Como todo gran terremoto, éste de la irrupción de la inteligencia artificial ha desencadenado múltiples réplicas, unas de mayor trascendencia que otras, pero todas muy útiles para vislumbrar los dilemas sobre el progreso de nuestra civilización que se nos irán planteando a lo largo de los próximos años. No sorprenderá al lector que traigamos a esta columna la encrucijada en la que la inteligencia artificial se encuentra con la energía. Parecerá prosaica al lado de consideraciones de mucho mayor alcance, como pudiera ser a qué nos dedicaremos los humanos cuando la IA haga todo mejor que nosotros. Pero si bien puede parecer prosaica, sin duda es también crucial. Sabemos que hoy día los centros de datos consumen el 1% de la energía eléctrica mundial, pero también sabemos que el tipo de “inferencias” o consultas que hacemos a Chat GPT consumen mucha más energía que una mera consulta en Google: hay estimaciones (ver Sasha Luccioni) que afirman que una sola inferencia en Chat GPT que implique el tratamiento de imágenes consumiría tanta energía como una carga completa de la batería de un smartphone. Sabemos también que la carrera entre los proveedores de IA consiste en ofrecer modelos cada vez más potentes, y que la eficiencia energética de sus microchips (los de la empresa Nvidia copan el 90% de la oferta) no es la primera de sus preocupaciones, sino su escasez en el mercado. Hay otros que ven en la apuesta por la energía nuclear de Microsoft (primer accionista de Chat GPT) un indicio de lo que está por venir.
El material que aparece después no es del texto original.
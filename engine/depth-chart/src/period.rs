//! Chart period computation

use chrono::{Datelike, Local, NaiveDate, TimeDelta, Weekday};
use serde::{Deserialize, Serialize};

/// How charts are keyed in time
#[derive(Debug, Clone, Copy, PartialEq, Eq, Serialize, Deserialize)]
#[serde(rename_all = "snake_case")]
pub enum ChartPeriod {
    /// One chart per week, starting on `starts_on`
    Weekly { starts_on: Weekday },
}

impl Default for ChartPeriod {
    fn default() -> Self {
        ChartPeriod::Weekly { starts_on: Weekday::Sun }
    }
}

impl ChartPeriod {
    pub fn weekly(starts_on: Weekday) -> Self {
        ChartPeriod::Weekly { starts_on }
    }

    /// Start of the period containing `date` (on or before it)
    pub fn start_for(&self, date: NaiveDate) -> NaiveDate {
        match self {
            ChartPeriod::Weekly { starts_on } => {
                let today = date.weekday().num_days_from_monday();
                let start = starts_on.num_days_from_monday();
                let offset = (today + 7 - start) % 7;
                date - TimeDelta::days(offset as i64)
            }
        }
    }

    /// Start of the current period in the local calendar
    pub fn current_start(&self) -> NaiveDate {
        self.start_for(Local::now().date_naive())
    }

    /// Explicit chart date, or the current period start
    pub fn resolve(&self, chart_date: Option<NaiveDate>) -> NaiveDate {
        chart_date.unwrap_or_else(|| self.current_start())
    }
}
El propio Elon Musk lleva meses diciendo que la capacidad de generación eléctrica de los Estados Unidos no dará abasto el año que viene para atender la nueva demanda de servicios de IA. Aunque nadie es capaz de estimar el crecimiento de esta demanda ni siquiera a 12 meses vista, existe un consenso general en que la revolución de la IA será un “experimento a escala planetaria” y que su impacto en el consumo de energía será muy importante.
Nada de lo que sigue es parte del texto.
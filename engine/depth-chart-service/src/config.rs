//! Service configuration management

use anyhow::{Context, Result};
use chart_gateway::GatewayConfig;
use depth_chart::DepthChartConfig;
use serde::{Deserialize, Serialize};
use std::path::{Path, PathBuf};

/// Environment variable naming the configuration file
pub const CONFIG_FILE_ENV: &str = "DEPTH_CHART_CONFIG";

/// Main service configuration
#[derive(Debug, Clone, Default, Serialize, Deserialize)]
#[serde(default)]
pub struct ServiceConfig {
    /// Depth chart engine configuration
    pub depth_chart: DepthChartConfig,

    /// REST gateway configuration
    pub gateway: GatewayConfig,

    /// Service-level configuration
    pub service: ServiceSettings,

    /// Logging configuration
    pub logging: LoggingConfig,
}

/// Service-level settings
#[derive(Debug, Clone, Serialize, Deserialize)]
#[serde(default)]
pub struct ServiceSettings {
    /// Enable development mode (more verbose logging, etc.)
    pub development_mode: bool,

    /// Service startup timeout in seconds
    pub startup_timeout_secs: u64,

    /// Graceful shutdown timeout in seconds
    pub shutdown_timeout_secs: u64,
}

/// Logging configuration
#[derive(Debug, Clone, Serialize, Deserialize)]
#[serde(default)]
pub struct LoggingConfig {
    /// Log level (trace, debug, info, warn, error)
    pub level: String,

    /// Log format (json, pretty)
    pub format: String,

    /// Log file path (if None, logs to stdout)
    pub file: Option<PathBuf>,
}

impl Default for ServiceSettings {
    fn default() -> Self {
        Self { development_mode: false, startup_timeout_secs: 30, shutdown_timeout_secs: 10 }
    }
}

impl Default for LoggingConfig {
    fn default() -> Self {
        Self { level: "info".to_string(), format: "pretty".to_string(), file: None }
    }
}

/// Load configuration from an optional file and environment variables.
///
/// The file is `path` if given, else `$DEPTH_CHART_CONFIG` if set. Environment
/// variables override file values.
pub fn load_config(path: Option<&Path>) -> Result<ServiceConfig> {
    let path = path.map(Path::to_path_buf).or_else(|| std::env::var(CONFIG_FILE_ENV).ok().map(PathBuf::from));

    let mut config = match &path {
        Some(path) => {
            tracing::debug!("Loading configuration from file: {:?}", path);
            load_from_file(path)?
        }
        None => ServiceConfig::default(),
    };

    // Override with environment variables
    load_from_env(&mut config)?;

    // Validate configuration
    validate_config(&config)?;

    Ok(config)
}

/// Load configuration from a TOML file
pub fn load_from_file(path: &Path) -> Result<ServiceConfig> {
    if !path.exists() {
        anyhow::bail!("Configuration file not found: {:?}", path);
    }

    config::Config::builder()
        .add_source(config::File::from(path))
        .build()
        .and_then(|c| c.try_deserialize::<ServiceConfig>())
        .with_context(|| format!("Failed to parse configuration file: {:?}", path))
}

/// Load configuration from environment variables
fn load_from_env(config: &mut ServiceConfig) -> Result<()> {
    if let Ok(level) = std::env::var("DEPTH_CHART_LOG_LEVEL") {
        config.logging.level = level;
    }

    if let Ok(format) = std::env::var("DEPTH_CHART_LOG_FORMAT") {
        config.logging.format = format;
    }

    if let Ok(file) = std::env::var("DEPTH_CHART_LOG_FILE") {
        config.logging.file = Some(PathBuf::from(file));
    }

    if let Ok(dev_mode) = std::env::var("DEPTH_CHART_DEV_MODE") {
        config.service.development_mode = dev_mode.parse().unwrap_or(false);
    }

    if let Ok(timeout) = std::env::var("DEPTH_CHART_SHUTDOWN_TIMEOUT_SECS") {
        config.service.shutdown_timeout_secs =
            timeout.parse().with_context(|| format!("Invalid shutdown timeout: {timeout}"))?;
    }

    config.depth_chart.apply_env().context("Invalid depth chart environment")?;
    config.gateway.apply_env().context("Invalid gateway environment")?;

    Ok(())
}

/// Validate configuration
pub fn validate_config(config: &ServiceConfig) -> Result<()> {
    // Validate log level
    match config.logging.level.as_str() {
        "trace" | "debug" | "info" | "warn" | "error" => {}
        _ => return Err(anyhow::anyhow!("Invalid log level: {}", config.logging.level)),
    }

    // Validate log format
    match config.logging.format.as_str() {
        "json" | "pretty" => {}
        _ => return Err(anyhow::anyhow!("Invalid log format: {}", config.logging.format)),
    }

    if config.service.shutdown_timeout_secs == 0 {
        return Err(anyhow::anyhow!("Shutdown timeout must be at least one second"));
    }

    config.depth_chart.validate().context("Invalid depth chart configuration")?;
    config.gateway.server_addr().context("Invalid gateway address")?;

    Ok(())
}

/// Save configuration to a file
pub fn save_config(config: &ServiceConfig, path: &Path) -> Result<()> {
    let content = toml::to_string_pretty(config).context("Failed to serialize configuration")?;
    std::fs::write(path, content).with_context(|| format!("Failed to write {:?}", path))?;
    Ok(())
}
La irrupción de la IA en nuestra vida diaria nos confirma una vez más que el progreso de la civilización irá siempre de la mano de un mayor consumo de energía. Volvemos a la famosa escala de Nikolai Kardashev, que fijaba la relación estrechísima entre el avance de las civilizaciones y su creciente dominio de nuevas fuentes de energía. Sin embargo, unos de los pilares de la transición verde de la Unión Europea es la reducción de su consumo de energía final al 2030 en un 25% respecto del 2019, reducción a la que están obligados los Estados Miembros. El escenario Net Zero de la Agencia Internacional de la Energía también recoge como condición necesaria la reducción del consumo final de energía para 2050 respecto del 2022 en igual porcentaje. Ambas son visiones equivocadas sobre cómo avanzan nuestras sociedades. Una cosa es mejorar la eficiencia de nuestros procesos productivos y reducir la intensidad energética de nuestras economías, y otra muy distinta es reducir el consumo absoluto de energía. Si confiamos el éxito de la transición energética a la reducción del consumo de energía nos daremos de bruces por el camino, porque es un atajo intransitable. Esperemos que la nueva encrucijada en la que nos ha colocado la eclosión de la IA nos ayude a reformular la hoja de ruta al 2050, con soluciones que remen decididamente a favor del progreso de nuestras sociedades.